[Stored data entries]
══════════

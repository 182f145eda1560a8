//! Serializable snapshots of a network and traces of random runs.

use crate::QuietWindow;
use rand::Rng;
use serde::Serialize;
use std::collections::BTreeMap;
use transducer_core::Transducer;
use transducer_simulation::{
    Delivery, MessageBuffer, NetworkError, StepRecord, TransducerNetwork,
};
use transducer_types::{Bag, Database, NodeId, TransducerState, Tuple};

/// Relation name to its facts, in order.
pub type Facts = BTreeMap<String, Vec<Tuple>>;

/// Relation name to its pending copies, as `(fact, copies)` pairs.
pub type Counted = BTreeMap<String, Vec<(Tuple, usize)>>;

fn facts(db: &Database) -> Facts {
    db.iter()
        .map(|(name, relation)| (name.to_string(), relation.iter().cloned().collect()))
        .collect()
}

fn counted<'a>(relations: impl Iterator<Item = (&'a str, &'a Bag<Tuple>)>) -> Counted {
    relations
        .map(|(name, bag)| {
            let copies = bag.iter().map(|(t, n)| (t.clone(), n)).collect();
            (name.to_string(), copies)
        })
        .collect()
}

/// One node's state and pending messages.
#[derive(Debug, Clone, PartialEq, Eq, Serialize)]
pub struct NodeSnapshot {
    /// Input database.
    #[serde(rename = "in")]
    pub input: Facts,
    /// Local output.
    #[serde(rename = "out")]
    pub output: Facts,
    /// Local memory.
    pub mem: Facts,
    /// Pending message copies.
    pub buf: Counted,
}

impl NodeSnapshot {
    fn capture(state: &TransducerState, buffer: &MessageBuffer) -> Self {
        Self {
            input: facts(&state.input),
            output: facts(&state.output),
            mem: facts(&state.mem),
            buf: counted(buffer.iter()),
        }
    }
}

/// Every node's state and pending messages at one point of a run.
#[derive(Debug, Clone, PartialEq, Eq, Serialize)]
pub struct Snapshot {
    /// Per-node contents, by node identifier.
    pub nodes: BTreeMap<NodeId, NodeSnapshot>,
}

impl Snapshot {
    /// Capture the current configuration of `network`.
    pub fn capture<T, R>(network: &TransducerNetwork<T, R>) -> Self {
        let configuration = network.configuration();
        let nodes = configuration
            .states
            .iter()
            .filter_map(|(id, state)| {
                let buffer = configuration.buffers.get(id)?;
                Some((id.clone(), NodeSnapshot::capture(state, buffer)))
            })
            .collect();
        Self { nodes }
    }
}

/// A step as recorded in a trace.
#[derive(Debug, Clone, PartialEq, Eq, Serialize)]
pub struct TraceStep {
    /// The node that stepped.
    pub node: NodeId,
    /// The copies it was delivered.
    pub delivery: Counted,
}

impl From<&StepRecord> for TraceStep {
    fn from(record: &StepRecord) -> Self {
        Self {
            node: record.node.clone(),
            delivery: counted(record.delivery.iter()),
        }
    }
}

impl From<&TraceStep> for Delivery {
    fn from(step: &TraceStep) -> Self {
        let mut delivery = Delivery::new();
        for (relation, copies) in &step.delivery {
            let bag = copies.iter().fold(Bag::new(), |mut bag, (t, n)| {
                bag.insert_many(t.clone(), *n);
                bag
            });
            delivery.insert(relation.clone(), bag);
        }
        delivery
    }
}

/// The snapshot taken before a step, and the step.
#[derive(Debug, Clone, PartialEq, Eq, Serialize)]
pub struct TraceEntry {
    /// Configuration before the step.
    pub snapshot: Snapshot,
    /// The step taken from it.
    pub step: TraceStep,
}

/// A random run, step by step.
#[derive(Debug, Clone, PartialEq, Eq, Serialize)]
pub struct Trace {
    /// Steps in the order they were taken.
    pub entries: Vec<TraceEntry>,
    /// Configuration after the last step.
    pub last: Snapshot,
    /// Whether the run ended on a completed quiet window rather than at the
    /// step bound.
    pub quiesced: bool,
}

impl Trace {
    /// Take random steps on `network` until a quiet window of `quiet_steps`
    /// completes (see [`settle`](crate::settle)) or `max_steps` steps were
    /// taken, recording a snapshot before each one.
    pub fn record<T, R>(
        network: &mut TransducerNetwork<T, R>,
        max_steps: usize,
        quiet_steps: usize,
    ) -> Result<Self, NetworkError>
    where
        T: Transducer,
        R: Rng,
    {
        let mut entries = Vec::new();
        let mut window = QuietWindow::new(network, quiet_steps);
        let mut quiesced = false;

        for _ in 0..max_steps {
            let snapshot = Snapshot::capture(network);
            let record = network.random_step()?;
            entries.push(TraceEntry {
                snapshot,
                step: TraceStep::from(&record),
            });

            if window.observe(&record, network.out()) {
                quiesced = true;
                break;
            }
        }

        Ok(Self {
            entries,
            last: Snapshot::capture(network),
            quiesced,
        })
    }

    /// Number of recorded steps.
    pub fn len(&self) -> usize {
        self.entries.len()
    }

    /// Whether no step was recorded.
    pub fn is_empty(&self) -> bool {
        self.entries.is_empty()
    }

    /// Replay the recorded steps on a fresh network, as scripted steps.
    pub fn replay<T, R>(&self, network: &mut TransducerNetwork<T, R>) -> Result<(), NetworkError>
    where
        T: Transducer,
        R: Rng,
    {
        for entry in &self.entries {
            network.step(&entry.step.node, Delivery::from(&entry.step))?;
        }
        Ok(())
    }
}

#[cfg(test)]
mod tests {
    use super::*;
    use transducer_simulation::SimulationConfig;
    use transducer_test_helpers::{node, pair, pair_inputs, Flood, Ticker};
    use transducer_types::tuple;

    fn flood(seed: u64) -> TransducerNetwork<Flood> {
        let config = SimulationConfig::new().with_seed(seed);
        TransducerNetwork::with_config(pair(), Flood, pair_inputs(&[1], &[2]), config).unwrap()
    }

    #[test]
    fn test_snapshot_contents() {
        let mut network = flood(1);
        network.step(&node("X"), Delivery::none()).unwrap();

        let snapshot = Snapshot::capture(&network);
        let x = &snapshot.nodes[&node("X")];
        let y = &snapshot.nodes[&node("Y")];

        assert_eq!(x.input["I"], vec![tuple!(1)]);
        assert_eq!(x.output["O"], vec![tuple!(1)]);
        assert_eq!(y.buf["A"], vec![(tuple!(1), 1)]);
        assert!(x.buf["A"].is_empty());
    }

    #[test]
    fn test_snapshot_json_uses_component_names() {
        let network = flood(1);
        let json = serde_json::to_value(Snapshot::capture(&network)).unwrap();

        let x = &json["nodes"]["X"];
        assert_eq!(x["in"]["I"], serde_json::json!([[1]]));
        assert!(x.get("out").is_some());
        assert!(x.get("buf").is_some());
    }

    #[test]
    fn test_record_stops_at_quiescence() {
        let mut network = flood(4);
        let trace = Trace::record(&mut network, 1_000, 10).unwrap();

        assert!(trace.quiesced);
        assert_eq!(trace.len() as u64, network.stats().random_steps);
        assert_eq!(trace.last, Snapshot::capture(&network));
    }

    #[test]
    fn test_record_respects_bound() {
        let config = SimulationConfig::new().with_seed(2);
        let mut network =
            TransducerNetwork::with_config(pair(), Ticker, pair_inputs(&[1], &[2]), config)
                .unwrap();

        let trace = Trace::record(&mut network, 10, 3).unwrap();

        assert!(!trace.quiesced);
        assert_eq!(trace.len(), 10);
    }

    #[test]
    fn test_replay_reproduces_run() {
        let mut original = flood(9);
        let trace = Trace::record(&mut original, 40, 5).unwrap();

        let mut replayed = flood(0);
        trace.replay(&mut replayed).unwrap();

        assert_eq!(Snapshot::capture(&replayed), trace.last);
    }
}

══════════

_Prompt_
Scan the records above and show every line in which the word "Result" occurs.

_Solved exercise_
    ) -> Result<Self, NetworkError>
    pub fn replay<T, R>(&self, network: &mut TransducerNetwork<T, R>) -> Result<(), NetworkError>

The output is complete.